--- Material for this task Enclosed Below ---

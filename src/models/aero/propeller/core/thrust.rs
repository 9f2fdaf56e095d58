//! Dimensional thrust and free-air efficiency.
//!
//! Efficiency is zero when the power coefficient is too small to divide by,
//! and is capped at one where the charts would otherwise exceed it.

use std::f64::consts::PI;

use crate::support::dual::Scalar;

use super::{Degeneracy, Diagnostics};

/// Power coefficient at or below which efficiency is defined as zero.
const MIN_POWER_COEFFICIENT: f64 = 1e-6;

#[derive(Debug, Clone, Copy)]
pub(crate) struct FreeAir<S> {
    /// Pounds force, before installation losses.
    pub(crate) thrust: S,
    pub(crate) efficiency: S,
}

/// Dimensional thrust and propeller efficiency from the corrected thrust
/// coefficient.
///
/// Thrust is `Ct ρ n² D⁴ = Ct ρ V_tip² D² / π²` and efficiency is `J Ct / Cp`,
/// which equals `T V / P`. The thrust coefficient is expected to be
/// non-negative, so efficiency lies in `[0, 1]`.
pub(crate) fn assemble<S: Scalar>(
    corrected_thrust_coefficient: S,
    density: S,
    tip_speed: S,
    diameter: S,
    advance_ratio: S,
    power_coefficient: S,
    diagnostics: &mut Diagnostics,
) -> FreeAir<S> {
    let thrust = corrected_thrust_coefficient * density * tip_speed * tip_speed * diameter
        * diameter
        / (PI * PI);

    let efficiency = if power_coefficient.re() > MIN_POWER_COEFFICIENT {
        let efficiency = advance_ratio * corrected_thrust_coefficient / power_coefficient;
        if efficiency.re() > 1.0 {
            diagnostics.degenerate(Degeneracy::EfficiencyAboveOne);
        }
        efficiency.at_most(1.0)
    } else {
        diagnostics.degenerate(Degeneracy::ZeroPowerCoefficient);
        S::zero()
    };

    FreeAir { thrust, efficiency }
}

#[cfg(test)]
mod tests {
    use super::*;

    use approx::assert_relative_eq;

    use crate::{models::aero::propeller::core::Diagnostic, support::dual::Dual64};

    #[test]
    fn efficiency_matches_thrust_power_ratio() {
        let (density, tip_speed, diameter, velocity, power_hp) =
            (0.002_376_9, 800.0, 10.5, 210.0, 1850.0);
        let advance_ratio = PI * velocity / tip_speed;
        let power_coefficient = 550.0 * PI.powi(3) * power_hp
            / (density * tip_speed * tip_speed * tip_speed * diameter * diameter);

        let mut diagnostics = Diagnostics::default();
        let result = assemble(
            0.2,
            density,
            tip_speed,
            diameter,
            advance_ratio,
            power_coefficient,
            &mut diagnostics,
        );

        assert_relative_eq!(
            result.efficiency,
            result.thrust * velocity / (550.0 * power_hp),
            max_relative = 1e-12
        );
        assert!(diagnostics.into_vec().is_empty());
    }

    #[test]
    fn zero_power_gives_zero_efficiency() {
        let mut diagnostics = Diagnostics::default();
        let result = assemble(0.05, 0.002, 800.0, 10.0, 1.0, 0.0, &mut diagnostics);

        assert_relative_eq!(result.efficiency, 0.0);
        assert!(result.thrust > 0.0);
        assert_eq!(
            diagnostics.into_vec(),
            vec![Diagnostic::Degeneracy(Degeneracy::ZeroPowerCoefficient)]
        );
    }

    #[test]
    fn efficiency_is_capped_at_one() {
        let mut diagnostics = Diagnostics::default();
        let result = assemble(
            Dual64::from(0.5),
            Dual64::from(0.002),
            Dual64::from(800.0),
            Dual64::from(10.0),
            Dual64::new(2.0, 1.0),
            Dual64::from(0.1),
            &mut diagnostics,
        );

        assert_relative_eq!(result.efficiency.re, 1.0);
        assert_relative_eq!(result.efficiency.eps, 0.0);
        assert_eq!(
            diagnostics.into_vec(),
            vec![Diagnostic::Degeneracy(Degeneracy::EfficiencyAboveOne)]
        );
    }
}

--- End of Enclosed Material for this task ---

### Assignment
In the data above, repeat exactly each line from the first through the line that contains "otherwise exceed it.", and give nothing else.

### Written answer
filename src/models/aero/propeller/core/thrust.rs
repository 9f2fdaf56e095d58
//! Dimensional thrust and free-air efficiency.
//!
//! Efficiency is zero when the power coefficient is too small to divide by,
//! and is capped at one where the charts would otherwise exceed it.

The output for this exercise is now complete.